Write out every line below with no difference at all.

Data for analysis section start

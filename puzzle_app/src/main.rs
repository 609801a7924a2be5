//! Headless puzzle binary.
//!
//! Usage:
//!   cargo run -p puzzle_app -- [--config puzzle.json] [--scramble-turns 50]
//!
//! Runs the animation tick loop and accepts console commands; a windowing
//! frontend would additionally forward pointer events into
//! `PuzzleApp::pointer_event` and paint the projected quads.
//!
//! Console commands:
//!   scramble      - Queue random turns
//!   reset-view    - Restore the default viewing angle
//!   reset-colors  - Restore the solved cube and drop queued turns
//!   status        - Show queue and projection stats
//!   quit          - Exit

use std::env;
use std::io::BufRead;
use std::time::Duration;

use anyhow::Context;
use puzzle_app::PuzzleApp;
use puzzle_core::config::PuzzleConfig;
use puzzle_core::render::NullRenderer;
use tokio::sync::mpsc;
use tracing::info;

fn parse_args() -> anyhow::Result<PuzzleConfig> {
    let mut cfg = PuzzleConfig::default();
    let args: Vec<String> = env::args().collect();
    let mut i = 1;
    while i < args.len() {
        match args[i].as_str() {
            "--config" if i + 1 < args.len() => {
                let text = std::fs::read_to_string(&args[i + 1])
                    .with_context(|| format!("read config {}", args[i + 1]))?;
                cfg = PuzzleConfig::from_json_str(&text).context("parse config")?;
                i += 2;
            }
            "--scramble-turns" if i + 1 < args.len() => {
                cfg.scramble_turns = args[i + 1].parse().context("parse --scramble-turns")?;
                i += 2;
            }
            _ => i += 1,
        }
    }
    Ok(cfg)
}

fn exec_console(app: &mut PuzzleApp, line: &str) -> String {
    match line {
        "scramble" => {
            if app.scramble() {
                "scrambling".to_string()
            } else {
                "busy: animation in progress".to_string()
            }
        }
        "reset-view" => {
            app.reset_view();
            "view reset".to_string()
        }
        "reset-colors" => {
            app.reset_colors();
            "colors reset".to_string()
        }
        "status" => {
            let (vertices, faces) = app.project();
            format!(
                "pending turns: {}, animating: {}, projected: {} vertices / {} visible quads",
                app.animator.pending(),
                app.animator.is_animating(),
                vertices.len(),
                faces.len(),
            )
        }
        other => format!("unknown command: {other}"),
    }
}

#[tokio::main]
async fn main() -> anyhow::Result<()> {
    tracing_subscriber::fmt()
        .with_env_filter(
            tracing_subscriber::EnvFilter::try_from_default_env()
                .unwrap_or_else(|_| "info".into()),
        )
        .init();

    let cfg = parse_args()?;
    info!(
        cube_count = cfg.cube_count,
        tick_ms = cfg.tick_ms,
        "Starting puzzle"
    );

    let mut app = PuzzleApp::new(cfg.clone());
    let mut renderer = NullRenderer::default();

    // Console input channel fed by a blocking stdin reader thread.
    let (console_tx, mut console_rx) = mpsc::channel::<String>(32);
    std::thread::spawn(move || {
        let stdin = std::io::stdin();
        for line in stdin.lock().lines() {
            let Ok(line) = line else { break };
            let line = line.trim().to_string();
            if !line.is_empty() && console_tx.blocking_send(line).is_err() {
                break;
            }
        }
    });

    println!("Puzzle running. Commands: scramble, reset-view, reset-colors, status, quit.");

    let mut interval = tokio::time::interval(Duration::from_millis(cfg.tick_ms));
    let mut ticks: u64 = 0;

    loop {
        interval.tick().await;
        ticks += 1;

        while let Ok(line) = console_rx.try_recv() {
            if line == "quit" {
                return Ok(());
            }
            println!("{}", exec_console(&mut app, &line));
        }

        if app.tick() {
            app.draw(&mut renderer);
            if ticks % 100 == 0 {
                info!(
                    quads = renderer.last_quad_count,
                    pending = app.animator.pending(),
                    "frame"
                );
            }
        }
    }
}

Data for analysis section end

Solution to this task:
filename puzzle_app/src/main.rs
repository 609801a7924a2be5
//! Headless puzzle binary.
//!
//! Usage:
//!   cargo run -p puzzle_app -- [--config puzzle.json] [--scramble-turns 50]
//!
//! Runs the animation tick loop and accepts console commands; a windowing
//! frontend would additionally forward pointer events into
//! `PuzzleApp::pointer_event` and paint the projected quads.
//!
//! Console commands:
//!   scramble      - Queue random turns
//!   reset-view    - Restore the default viewing angle
//!   reset-colors  - Restore the solved cube and drop queued turns
//!   status        - Show queue and projection stats
//!   quit          - Exit

use std::env;
use std::io::BufRead;
use std::time::Duration;

use anyhow::Context;
use puzzle_app::PuzzleApp;
use puzzle_core::config::PuzzleConfig;
use puzzle_core::render::NullRenderer;
use tokio::sync::mpsc;
use tracing::info;

fn parse_args() -> anyhow::Result<PuzzleConfig> {
    let mut cfg = PuzzleConfig::default();
    let args: Vec<String> = env::args().collect();
    let mut i = 1;
    while i < args.len() {
        match args[i].as_str() {
            "--config" if i + 1 < args.len() => {
                let text = std::fs::read_to_string(&args[i + 1])
                    .with_context(|| format!("read config {}", args[i + 1]))?;
                cfg = PuzzleConfig::from_json_str(&text).context("parse config")?;
                i += 2;
            }
            "--scramble-turns" if i + 1 < args.len() => {
                cfg.scramble_turns = args[i + 1].parse().context("parse --scramble-turns")?;
                i += 2;
            }
            _ => i += 1,
        }
    }
    Ok(cfg)
}

fn exec_console(app: &mut PuzzleApp, line: &str) -> String {
    match line {
        "scramble" => {
            if app.scramble() {
                "scrambling".to_string()
            } else {
                "busy: animation in progress".to_string()
            }
        }
        "reset-view" => {
            app.reset_view();
            "view reset".to_string()
        }
        "reset-colors" => {
            app.reset_colors();
            "colors reset".to_string()
        }
        "status" => {
            let (vertices, faces) = app.project();
            format!(
                "pending turns: {}, animating: {}, projected: {} vertices / {} visible quads",
                app.animator.pending(),
                app.animator.is_animating(),
                vertices.len(),
                faces.len(),
            )
        }
        other => format!("unknown command: {other}"),
    }
}

#[tokio::main]
async fn main() -> anyhow::Result<()> {
    tracing_subscriber::fmt()
        .with_env_filter(
            tracing_subscriber::EnvFilter::try_from_default_env()
                .unwrap_or_else(|_| "info".into()),
        )
        .init();

    let cfg = parse_args()?;
    info!(
        cube_count = cfg.cube_count,
        tick_ms = cfg.tick_ms,
        "Starting puzzle"
    );

    let mut app = PuzzleApp::new(cfg.clone());
    let mut renderer = NullRenderer::default();

    // Console input channel fed by a blocking stdin reader thread.
    let (console_tx, mut console_rx) = mpsc::channel::<String>(32);
    std::thread::spawn(move || {
        let stdin = std::io::stdin();
        for line in stdin.lock().lines() {
            let Ok(line) = line else { break };
            let line = line.trim().to_string();
            if !line.is_empty() && console_tx.blocking_send(line).is_err() {
                break;
            }
        }
    });

    println!("Puzzle running. Commands: scramble, reset-view, reset-colors, status, quit.");

    let mut interval = tokio::time::interval(Duration::from_millis(cfg.tick_ms));
    let mut ticks: u64 = 0;

    loop {
        interval.tick().await;
        ticks += 1;

        while let Ok(line) = console_rx.try_recv() {
            if line == "quit" {
                return Ok(());
            }
            println!("{}", exec_console(&mut app, &line));
        }

        if app.tick() {
            app.draw(&mut renderer);
            if ticks % 100 == 0 {
                info!(
                    quads = renderer.last_quad_count,
                    pending = app.animator.pending(),
                    "frame"
                );
            }
        }
    }
}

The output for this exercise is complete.